Friday, December 07, 2007

Bartleman 'misled' Air India victims' families, inquiry told

A former official with the federal wiretapping service disputed explosive testimony given earlier by former Ontario lieutenant-governor James Bartleman, telling the Air India inquiry Thursday that he never saw a report suggesting Flight 182 would be targeted that weekend.
When the plane was bombed in June 1985, Bartleman was in charge of the intelligence analysis and security branch of Foreign Affairs. In May, he told the inquiry that in the days before the bombing, he had shown a senior RCMP official a document suggesting a flight would be targeted on the weekend that Air India flight was bombed. He said the RCMP official told him he knew about it.

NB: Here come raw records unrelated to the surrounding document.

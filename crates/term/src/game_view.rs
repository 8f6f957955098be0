//! GameView: maps a game session into a terminal framebuffer.
//!
//! This module is pure (no I/O). It can be unit-tested.
//!
//! Layout, in board cells:
//!
//! ```text
//! x:  0        9        18       27       37 41 45  54
//!     [F0]     [F1]     [F2]     [F3]     poll fan  [deck]     y = 0
//!     [C0]     [C1]     [C2]     [C3]     [C4]     [C5]  [C6]  y = 7, +2 per card
//! ```

use crate::core::{GameState, Pile};
use crate::engine::{Cursor, GameSession, Position};
use crate::fb::{CellStyle, FrameBuffer, Rgb};
use crate::types::{Card, Color, PileId, NUM_COLUMNS, RANKS_PER_SUIT};

pub const CARD_WIDTH: u16 = 7;
pub const CARD_HEIGHT: u16 = 5;
pub const GAP_HORIZONTAL: u16 = 2;
pub const GAP_VERTICAL: u16 = 2;
/// Rows between stacked column cards.
pub const OFFSET_VERTICAL: u16 = 2;
/// Columns between fanned poll cards.
pub const OFFSET_HORIZONTAL: u16 = 4;

/// Horizontal distance between pile slots.
pub const SLOT_STRIDE: u16 = CARD_WIDTH + GAP_HORIZONTAL;
pub const BOARD_WIDTH: u16 = SLOT_STRIDE * NUM_COLUMNS as u16 - GAP_HORIZONTAL;
/// Top of the column row.
pub const COLUMNS_Y: u16 = CARD_HEIGHT + GAP_VERTICAL;
/// Longest possible column: six hidden cards under a full King-to-Ace run.
pub const MAX_COLUMN_LEN: u16 = (NUM_COLUMNS as u16 - 1) + RANKS_PER_SUIT as u16;
pub const BOARD_HEIGHT: u16 = COLUMNS_Y + OFFSET_VERTICAL * (MAX_COLUMN_LEN - 1) + CARD_HEIGHT;

/// Status line, then key hints and seed, under the board.
pub const STATUS_Y: u16 = BOARD_HEIGHT + 1;

const KEY_HINTS: &str = "a/d pile  w/s card  space pick/drop/draw  e collect  q quit";
const POLL_SLOT: u16 = 5;
const DECK_SLOT: u16 = 6;
const POLL_FAN: usize = 3;

/// Terminal viewport dimensions.
#[derive(Debug, Clone, Copy, PartialEq, Eq)]
pub struct Viewport {
    pub width: u16,
    pub height: u16,
}

impl Viewport {
    pub fn new(width: u16, height: u16) -> Self {
        Self { width, height }
    }
}

/// Cell vocabulary used to draw cards.
#[derive(Debug, Clone, Copy, PartialEq, Eq, Default)]
pub enum Theme {
    /// Plain characters only, for line-oriented output
    Ascii,
    /// Colored borders and fills
    #[default]
    Color,
}

/// Cursor state shown on the board.
#[derive(Debug, Clone, Copy, PartialEq, Eq, Default)]
pub struct Highlight {
    pub selected: Option<Position>,
    pub dragged: Option<Position>,
}

impl Highlight {
    pub fn none() -> Self {
        Self::default()
    }

    pub fn from_cursor(cursor: &Cursor) -> Self {
        Self {
            selected: Some(cursor.selected()),
            dragged: cursor.dragged(),
        }
    }

    fn frame(&self, pile: PileId, index: usize) -> Frame {
        if self.selected == Some(Position { pile, card: Some(index) }) {
            Frame::Selected
        } else if self.is_dragged(pile, index) {
            Frame::Dragged
        } else {
            Frame::Plain
        }
    }

    fn is_slot_selected(&self, pile: PileId) -> bool {
        self.selected.is_some_and(|p| p.pile == pile)
    }

    /// The dragged card, and in a column everything stacked on it.
    fn is_dragged(&self, pile: PileId, index: usize) -> bool {
        match self.dragged {
            Some(Position { pile: p, card: Some(start) }) if p == pile => match pile {
                PileId::Column(_) => index >= start,
                _ => index == start,
            },
            _ => false,
        }
    }
}

#[derive(Debug, Clone, Copy, PartialEq, Eq)]
enum Frame {
    Plain,
    Selected,
    Dragged,
    Slot,
    SlotSelected,
}

/// Draws the Klondike table in one theme.
#[derive(Debug, Clone, Copy, Default)]
pub struct GameView {
    theme: Theme,
}

impl GameView {
    pub fn new(theme: Theme) -> Self {
        Self { theme }
    }

    /// Render the board plus status line into an existing framebuffer.
    ///
    /// The board keeps its full height whatever the deal, so the status lines
    /// never move. Anything outside the viewport is clipped.
    pub fn render_into(
        &self,
        session: &GameSession,
        highlight: Highlight,
        viewport: Viewport,
        fb: &mut FrameBuffer,
    ) {
        fb.reset(viewport.width, viewport.height);

        let start_x = viewport.width.saturating_sub(BOARD_WIDTH) / 2;
        self.draw_table(fb, session.state(), highlight, start_x, 0);

        let dim = CellStyle::default().dim();
        fb.put_str(start_x, STATUS_Y, &session.status_line(), CellStyle::default());
        fb.put_str(start_x, STATUS_Y + 1, KEY_HINTS, dim);
        fb.put_str(start_x, STATUS_Y + 2, &format!("Seed: {}", session.seed()), dim);
    }

    /// Convenience helper that allocates a new framebuffer.
    pub fn render(&self, session: &GameSession, highlight: Highlight, viewport: Viewport) -> FrameBuffer {
        let mut fb = FrameBuffer::new(viewport.width, viewport.height);
        self.render_into(session, highlight, viewport, &mut fb);
        fb
    }

    /// Just the table, `BOARD_WIDTH` by `BOARD_HEIGHT`.
    pub fn render_board(&self, state: &GameState, highlight: Highlight) -> FrameBuffer {
        let mut fb = FrameBuffer::new(BOARD_WIDTH, BOARD_HEIGHT);
        self.draw_table(&mut fb, state, highlight, 0, 0);
        fb
    }

    fn draw_table(&self, fb: &mut FrameBuffer, state: &GameState, hl: Highlight, ox: u16, oy: u16) {
        for (i, foundation) in state.foundations().iter().enumerate() {
            let pile = PileId::Foundation(i as u8);
            let x = ox + SLOT_STRIDE * i as u16;
            self.draw_slot(fb, x, oy, hl.is_slot_selected(pile));
            self.draw_top(fb, x, oy, foundation, pile, hl);
        }

        // Up to three poll cards, the top one leftmost.
        let poll = state.poll();
        let fan = poll.top_n(POLL_FAN);
        let first = poll.len() - fan.len();
        for (offset, &card) in fan.iter().enumerate() {
            let x = ox + SLOT_STRIDE * POLL_SLOT - OFFSET_HORIZONTAL * offset as u16;
            self.draw_card(fb, x, oy, card, hl.frame(PileId::Poll, first + offset));
        }

        let deck_x = ox + SLOT_STRIDE * DECK_SLOT;
        self.draw_slot(fb, deck_x, oy, hl.is_slot_selected(PileId::Deck));
        self.draw_top(fb, deck_x, oy, state.deck(), PileId::Deck, hl);

        for (i, column) in state.columns().iter().enumerate() {
            let pile = PileId::Column(i as u8);
            let x = ox + SLOT_STRIDE * i as u16;
            let y = oy + COLUMNS_Y;
            self.draw_slot(fb, x, y, hl.is_slot_selected(pile));
            for (index, &card) in column.iter().enumerate() {
                let cy = y + OFFSET_VERTICAL * index as u16;
                self.draw_card(fb, x, cy, card, hl.frame(pile, index));
            }
        }
    }

    fn draw_top(&self, fb: &mut FrameBuffer, x: u16, y: u16, pile: &Pile, id: PileId, hl: Highlight) {
        if let (Some(index), Ok(card)) = (pile.top_index(), pile.top()) {
            self.draw_card(fb, x, y, card, hl.frame(id, index));
        }
    }

    fn draw_slot(&self, fb: &mut FrameBuffer, x: u16, y: u16, selected: bool) {
        let frame = if selected { Frame::SlotSelected } else { Frame::Slot };
        self.draw_frame(fb, x, y, frame);
    }

    fn draw_card(&self, fb: &mut FrameBuffer, x: u16, y: u16, card: Card, frame: Frame) {
        self.draw_frame(fb, x, y, frame);

        let (fill, symbol) = match self.theme {
            Theme::Ascii => {
                let plain = CellStyle::default();
                (plain.into_cell(if card.hidden { '#' } else { '.' }), plain)
            }
            Theme::Color => {
                let bg = if card.hidden {
                    Rgb::MAGENTA
                } else {
                    match card.color() {
                        Color::Red => Rgb::RED,
                        Color::Black => Rgb::BLACK,
                    }
                };
                (
                    CellStyle::default().on(bg).into_cell(' '),
                    CellStyle::fg(Rgb::WHITE).on(bg).bold(),
                )
            }
        };
        fb.fill_rect(x + 1, y + 1, CARD_WIDTH - 2, CARD_HEIGHT - 2, fill.ch, fill.style);

        if card.hidden {
            return;
        }
        let rank = card.rank().symbol();
        let suit = card.suit().symbol();
        let right = x + CARD_WIDTH - 2;
        let bottom = y + CARD_HEIGHT - 2;
        fb.put_char(x + 1, y + 1, rank, symbol);
        fb.put_char(right, y + 1, suit, symbol);
        fb.put_char(right, bottom, rank, symbol);
        fb.put_char(x + 1, bottom, suit, symbol);
    }

    fn draw_frame(&self, fb: &mut FrameBuffer, x: u16, y: u16, frame: Frame) {
        let (corner, horizontal, vertical) = match self.theme {
            Theme::Ascii => {
                let style = CellStyle::default();
                let horizontal = match frame {
                    Frame::Selected | Frame::SlotSelected => '=',
                    Frame::Dragged => '~',
                    Frame::Plain | Frame::Slot => '-',
                };
                (
                    style.into_cell('+'),
                    style.into_cell(horizontal),
                    style.into_cell('|'),
                )
            }
            Theme::Color => {
                let bg = match frame {
                    Frame::Selected | Frame::SlotSelected => Rgb::YELLOW,
                    Frame::Dragged => Rgb::GREEN,
                    Frame::Plain => Rgb::BLUE,
                    Frame::Slot => Rgb::CYAN,
                };
                let cell = CellStyle::default().on(bg).into_cell(' ');
                (cell, cell, cell)
            }
        };

        let w = CARD_WIDTH;
        let h = CARD_HEIGHT;
        for dx in 1..w - 1 {
            fb.set(x + dx, y, horizontal);
            fb.set(x + dx, y + h - 1, horizontal);
        }
        for dy in 1..h - 1 {
            fb.set(x, y + dy, vertical);
            fb.set(x + w - 1, y + dy, vertical);
        }
        fb.set(x, y, corner);
        fb.set(x + w - 1, y, corner);
        fb.set(x, y + h - 1, corner);
        fb.set(x + w - 1, y + h - 1, corner);
    }
}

But Pierre Lecompte, a former official with the Communications Security Establishment (CSE) who intercepted calls in the days before the bombing, told the inquiry in Ottawa on Thursday that the RCMP would have been relying on CSE wiretapping reports and that he had never seen a report with that information.
"Mr. Bartleman misled the families of the victims and the commission," Lecompte said. "It's unfortunate that I am here six months after the [testimony]."
As well, Lecompte said he has since spoke to CSE officials and searched the electronic archives of reports — which span back to the 1970s — and he couldn't find a record of the report Bartleman referred to.